TASK PROMPT: All of the data is to be set down again without alteration.

PROVIDED MATERIAL:

// config.rs - Analysis configuration and presets

use serde::{Deserialize, Serialize};

use crate::data::sequence::base_index;
use crate::error::{AnalysisError, AnalysisResult};

/// Named literal pattern searched for by the motif scanner
#[derive(Debug, Clone, PartialEq, Eq, Serialize, Deserialize)]
pub struct MotifDefinition {
    pub name: String,
    pub pattern: String,
}

impl MotifDefinition {
    pub fn new(name: &str, pattern: &str) -> Self {
        Self {
            name: name.to_string(),
            pattern: pattern.to_ascii_uppercase(),
        }
    }
}

/// Largest tandem repeat unit the scanner accepts
pub const MAX_REPEAT_UNIT: usize = 64;

/// Built-in regulatory motif table
pub fn default_motifs() -> Vec<MotifDefinition> {
    vec![
        MotifDefinition::new("TATA_box", "TATAAA"),
        MotifDefinition::new("CAAT_box", "CCAAT"),
        MotifDefinition::new("GC_box", "GGGCGG"),
        MotifDefinition::new("Kozak_sequence", "GCCGCCACCATGG"),
        MotifDefinition::new("Poly_A_signal", "AATAAA"),
    ]
}

/// Configuration consumed by the analysis core
#[derive(Debug, Clone, PartialEq, Serialize, Deserialize)]
pub struct AnalysisConfig {
    /// Hotspot window size in bases
    pub hotspot_window: usize,
    /// Mutations per base above which a window is a hotspot
    pub hotspot_threshold: f64,
    /// Mutation rate (%) at or above which risk is HIGH
    pub high_rate_threshold: f64,
    /// Mutation rate (%) at or above which risk is MODERATE
    pub moderate_rate_threshold: f64,
    pub min_conserved_length: usize,
    /// Shannon entropy (bits) below which a window counts as conserved
    pub conserved_entropy_threshold: f64,
    pub min_repeat_unit: usize,
    pub max_repeat_unit: usize,
    pub min_repeat_copies: usize,
    pub motifs: Vec<MotifDefinition>,
    pub description: Option<String>,
}

impl Default for AnalysisConfig {
    fn default() -> Self {
        Self {
            hotspot_window: 50,
            hotspot_threshold: 0.1,
            high_rate_threshold: 5.0,
            moderate_rate_threshold: 1.0,
            min_conserved_length: 20,
            conserved_entropy_threshold: 1.5,
            min_repeat_unit: 1,
            max_repeat_unit: 6,
            min_repeat_copies: 2,
            motifs: default_motifs(),
            description: Some("Default clinical screening parameters".to_string()),
        }
    }
}

impl AnalysisConfig {
    /// Create configuration from preset name
    pub fn from_preset(preset: &str) -> Result<Self, String> {
        match preset {
            "clinical" => Ok(Self::default()),
            "sensitive" => Ok(Self {
                hotspot_window: 25,
                hotspot_threshold: 0.08,
                high_rate_threshold: 2.0,
                moderate_rate_threshold: 0.5,
                min_conserved_length: 15,
                description: Some("Sensitive screening (lower risk thresholds)".to_string()),
                ..Self::default()
            }),
            "conservative" => Ok(Self {
                hotspot_window: 100,
                hotspot_threshold: 0.15,
                high_rate_threshold: 10.0,
                moderate_rate_threshold: 2.0,
                min_conserved_length: 30,
                description: Some("Conservative screening (higher risk thresholds)".to_string()),
                ..Self::default()
            }),
            _ => Err(format!(
                "Unknown analysis preset: {}. Use: clinical, sensitive, conservative",
                preset
            )),
        }
    }

    /// Preset name matching these parameters, or "custom"
    pub fn detect_preset(&self) -> &'static str {
        for name in ["clinical", "sensitive", "conservative"] {
            if let Ok(preset) = Self::from_preset(name) {
                if preset.same_parameters(self) {
                    return name;
                }
            }
        }
        "custom"
    }

    /// Equality ignoring the free-text description
    pub fn same_parameters(&self, other: &Self) -> bool {
        Self {
            description: None,
            ..self.clone()
        } == Self {
            description: None,
            ..other.clone()
        }
    }

    pub fn validate(&self) -> AnalysisResult<()> {
        validate_hotspots(self.hotspot_window, self.hotspot_threshold)?;
        validate_risk_thresholds(self.high_rate_threshold, self.moderate_rate_threshold)?;
        validate_conserved(self.min_conserved_length, self.conserved_entropy_threshold)?;
        validate_repeats(
            self.min_repeat_unit,
            self.max_repeat_unit,
            self.min_repeat_copies,
        )?;
        validate_motifs(&self.motifs)
    }
}

pub(crate) fn validate_hotspots(window: usize, threshold: f64) -> AnalysisResult<()> {
    if window == 0 {
        return Err(AnalysisError::Configuration(
            "hotspot window size must be greater than 0".to_string(),
        ));
    }
    if !threshold.is_finite() || threshold < 0.0 {
        return Err(AnalysisError::Configuration(format!(
            "hotspot density threshold must be a non-negative number, got {}",
            threshold
        )));
    }
    Ok(())
}

pub(crate) fn validate_risk_thresholds(high: f64, moderate: f64) -> AnalysisResult<()> {
    for (name, value) in [("high", high), ("moderate", moderate)] {
        if !value.is_finite() || value < 0.0 {
            return Err(AnalysisError::Configuration(format!(
                "{} risk threshold must be a non-negative number, got {}",
                name, value
            )));
        }
    }
    if moderate > high {
        return Err(AnalysisError::Configuration(format!(
            "moderate risk threshold ({}) cannot exceed high risk threshold ({})",
            moderate, high
        )));
    }
    Ok(())
}

pub(crate) fn validate_conserved(min_length: usize, entropy_threshold: f64) -> AnalysisResult<()> {
    if min_length == 0 {
        return Err(AnalysisError::Configuration(
            "minimum conserved region length must be greater than 0".to_string(),
        ));
    }
    if !entropy_threshold.is_finite() || entropy_threshold <= 0.0 {
        return Err(AnalysisError::Configuration(format!(
            "conserved entropy threshold must be a positive number, got {}",
            entropy_threshold
        )));
    }
    Ok(())
}

pub(crate) fn validate_repeats(min_unit: usize, max_unit: usize, min_copies: usize) -> AnalysisResult<()> {
    if min_unit == 0 || min_unit > max_unit || max_unit > MAX_REPEAT_UNIT {
        return Err(AnalysisError::Configuration(format!(
            "repeat unit range {}..={} is invalid (units must lie in 1..={})",
            min_unit, max_unit, MAX_REPEAT_UNIT
        )));
    }
    if min_copies < 2 {
        return Err(AnalysisError::Configuration(
            "tandem repeats need at least 2 copies".to_string(),
        ));
    }
    Ok(())
}

pub(crate) fn validate_motifs(motifs: &[MotifDefinition]) -> AnalysisResult<()> {
    for motif in motifs {
        if motif.name.trim().is_empty() {
            return Err(AnalysisError::Configuration(
                "motif name cannot be empty".to_string(),
            ));
        }
        if motif.pattern.is_empty() {
            return Err(AnalysisError::Configuration(format!(
                "motif '{}' has an empty pattern",
                motif.name
            )));
        }
        if let Some(bad) = motif
            .pattern
            .bytes()
            .find(|b| base_index(b.to_ascii_uppercase()).is_none())
        {
            return Err(AnalysisError::Configuration(format!(
                "motif '{}' contains invalid symbol '{}'",
                motif.name, bad as char
            )));
        }
    }
    Ok(())
}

EXERCISE SOLUTION:
// config.rs - Analysis configuration and presets

use serde::{Deserialize, Serialize};

use crate::data::sequence::base_index;
use crate::error::{AnalysisError, AnalysisResult};

/// Named literal pattern searched for by the motif scanner
#[derive(Debug, Clone, PartialEq, Eq, Serialize, Deserialize)]
pub struct MotifDefinition {
    pub name: String,
    pub pattern: String,
}

impl MotifDefinition {
    pub fn new(name: &str, pattern: &str) -> Self {
        Self {
            name: name.to_string(),
            pattern: pattern.to_ascii_uppercase(),
        }
    }
}

/// Largest tandem repeat unit the scanner accepts
pub const MAX_REPEAT_UNIT: usize = 64;

/// Built-in regulatory motif table
pub fn default_motifs() -> Vec<MotifDefinition> {
    vec![
        MotifDefinition::new("TATA_box", "TATAAA"),
        MotifDefinition::new("CAAT_box", "CCAAT"),
        MotifDefinition::new("GC_box", "GGGCGG"),
        MotifDefinition::new("Kozak_sequence", "GCCGCCACCATGG"),
        MotifDefinition::new("Poly_A_signal", "AATAAA"),
    ]
}

/// Configuration consumed by the analysis core
#[derive(Debug, Clone, PartialEq, Serialize, Deserialize)]
pub struct AnalysisConfig {
    /// Hotspot window size in bases
    pub hotspot_window: usize,
    /// Mutations per base above which a window is a hotspot
    pub hotspot_threshold: f64,
    /// Mutation rate (%) at or above which risk is HIGH
    pub high_rate_threshold: f64,
    /// Mutation rate (%) at or above which risk is MODERATE
    pub moderate_rate_threshold: f64,
    pub min_conserved_length: usize,
    /// Shannon entropy (bits) below which a window counts as conserved
    pub conserved_entropy_threshold: f64,
    pub min_repeat_unit: usize,
    pub max_repeat_unit: usize,
    pub min_repeat_copies: usize,
    pub motifs: Vec<MotifDefinition>,
    pub description: Option<String>,
}

impl Default for AnalysisConfig {
    fn default() -> Self {
        Self {
            hotspot_window: 50,
            hotspot_threshold: 0.1,
            high_rate_threshold: 5.0,
            moderate_rate_threshold: 1.0,
            min_conserved_length: 20,
            conserved_entropy_threshold: 1.5,
            min_repeat_unit: 1,
            max_repeat_unit: 6,
            min_repeat_copies: 2,
            motifs: default_motifs(),
            description: Some("Default clinical screening parameters".to_string()),
        }
    }
}

impl AnalysisConfig {
    /// Create configuration from preset name
    pub fn from_preset(preset: &str) -> Result<Self, String> {
        match preset {
            "clinical" => Ok(Self::default()),
            "sensitive" => Ok(Self {
                hotspot_window: 25,
                hotspot_threshold: 0.08,
                high_rate_threshold: 2.0,
                moderate_rate_threshold: 0.5,
                min_conserved_length: 15,
                description: Some("Sensitive screening (lower risk thresholds)".to_string()),
                ..Self::default()
            }),
            "conservative" => Ok(Self {
                hotspot_window: 100,
                hotspot_threshold: 0.15,
                high_rate_threshold: 10.0,
                moderate_rate_threshold: 2.0,
                min_conserved_length: 30,
                description: Some("Conservative screening (higher risk thresholds)".to_string()),
                ..Self::default()
            }),
            _ => Err(format!(
                "Unknown analysis preset: {}. Use: clinical, sensitive, conservative",
                preset
            )),
        }
    }

    /// Preset name matching these parameters, or "custom"
    pub fn detect_preset(&self) -> &'static str {
        for name in ["clinical", "sensitive", "conservative"] {
            if let Ok(preset) = Self::from_preset(name) {
                if preset.same_parameters(self) {
                    return name;
                }
            }
        }
        "custom"
    }

    /// Equality ignoring the free-text description
    pub fn same_parameters(&self, other: &Self) -> bool {
        Self {
            description: None,
            ..self.clone()
        } == Self {
            description: None,
            ..other.clone()
        }
    }

    pub fn validate(&self) -> AnalysisResult<()> {
        validate_hotspots(self.hotspot_window, self.hotspot_threshold)?;
        validate_risk_thresholds(self.high_rate_threshold, self.moderate_rate_threshold)?;
        validate_conserved(self.min_conserved_length, self.conserved_entropy_threshold)?;
        validate_repeats(
            self.min_repeat_unit,
            self.max_repeat_unit,
            self.min_repeat_copies,
        )?;
        validate_motifs(&self.motifs)
    }
}

pub(crate) fn validate_hotspots(window: usize, threshold: f64) -> AnalysisResult<()> {
    if window == 0 {
        return Err(AnalysisError::Configuration(
            "hotspot window size must be greater than 0".to_string(),
        ));
    }
    if !threshold.is_finite() || threshold < 0.0 {
        return Err(AnalysisError::Configuration(format!(
            "hotspot density threshold must be a non-negative number, got {}",
            threshold
        )));
    }
    Ok(())
}

pub(crate) fn validate_risk_thresholds(high: f64, moderate: f64) -> AnalysisResult<()> {
    for (name, value) in [("high", high), ("moderate", moderate)] {
        if !value.is_finite() || value < 0.0 {
            return Err(AnalysisError::Configuration(format!(
                "{} risk threshold must be a non-negative number, got {}",
                name, value
            )));
        }
    }
    if moderate > high {
        return Err(AnalysisError::Configuration(format!(
            "moderate risk threshold ({}) cannot exceed high risk threshold ({})",
            moderate, high
        )));
    }
    Ok(())
}

pub(crate) fn validate_conserved(min_length: usize, entropy_threshold: f64) -> AnalysisResult<()> {
    if min_length == 0 {
        return Err(AnalysisError::Configuration(
            "minimum conserved region length must be greater than 0".to_string(),
        ));
    }
    if !entropy_threshold.is_finite() || entropy_threshold <= 0.0 {
        return Err(AnalysisError::Configuration(format!(
            "conserved entropy threshold must be a positive number, got {}",
            entropy_threshold
        )));
    }
    Ok(())
}

pub(crate) fn validate_repeats(min_unit: usize, max_unit: usize, min_copies: usize) -> AnalysisResult<()> {
    if min_unit == 0 || min_unit > max_unit || max_unit > MAX_REPEAT_UNIT {
        return Err(AnalysisError::Configuration(format!(
            "repeat unit range {}..={} is invalid (units must lie in 1..={})",
            min_unit, max_unit, MAX_REPEAT_UNIT
        )));
    }
    if min_copies < 2 {
        return Err(AnalysisError::Configuration(
            "tandem repeats need at least 2 copies".to_string(),
        ));
    }
    Ok(())
}

pub(crate) fn validate_motifs(motifs: &[MotifDefinition]) -> AnalysisResult<()> {
    for motif in motifs {
        if motif.name.trim().is_empty() {
            return Err(AnalysisError::Configuration(
                "motif name cannot be empty".to_string(),
            ));
        }
        if motif.pattern.is_empty() {
            return Err(AnalysisError::Configuration(format!(
                "motif '{}' has an empty pattern",
                motif.name
            )));
        }
        if let Some(bad) = motif
            .pattern
            .bytes()
            .find(|b| base_index(b.to_ascii_uppercase()).is_none())
        {
            return Err(AnalysisError::Configuration(format!(
                "motif '{}' contains invalid symbol '{}'",
                motif.name, bad as char
            )));
        }
    }
    Ok(())
}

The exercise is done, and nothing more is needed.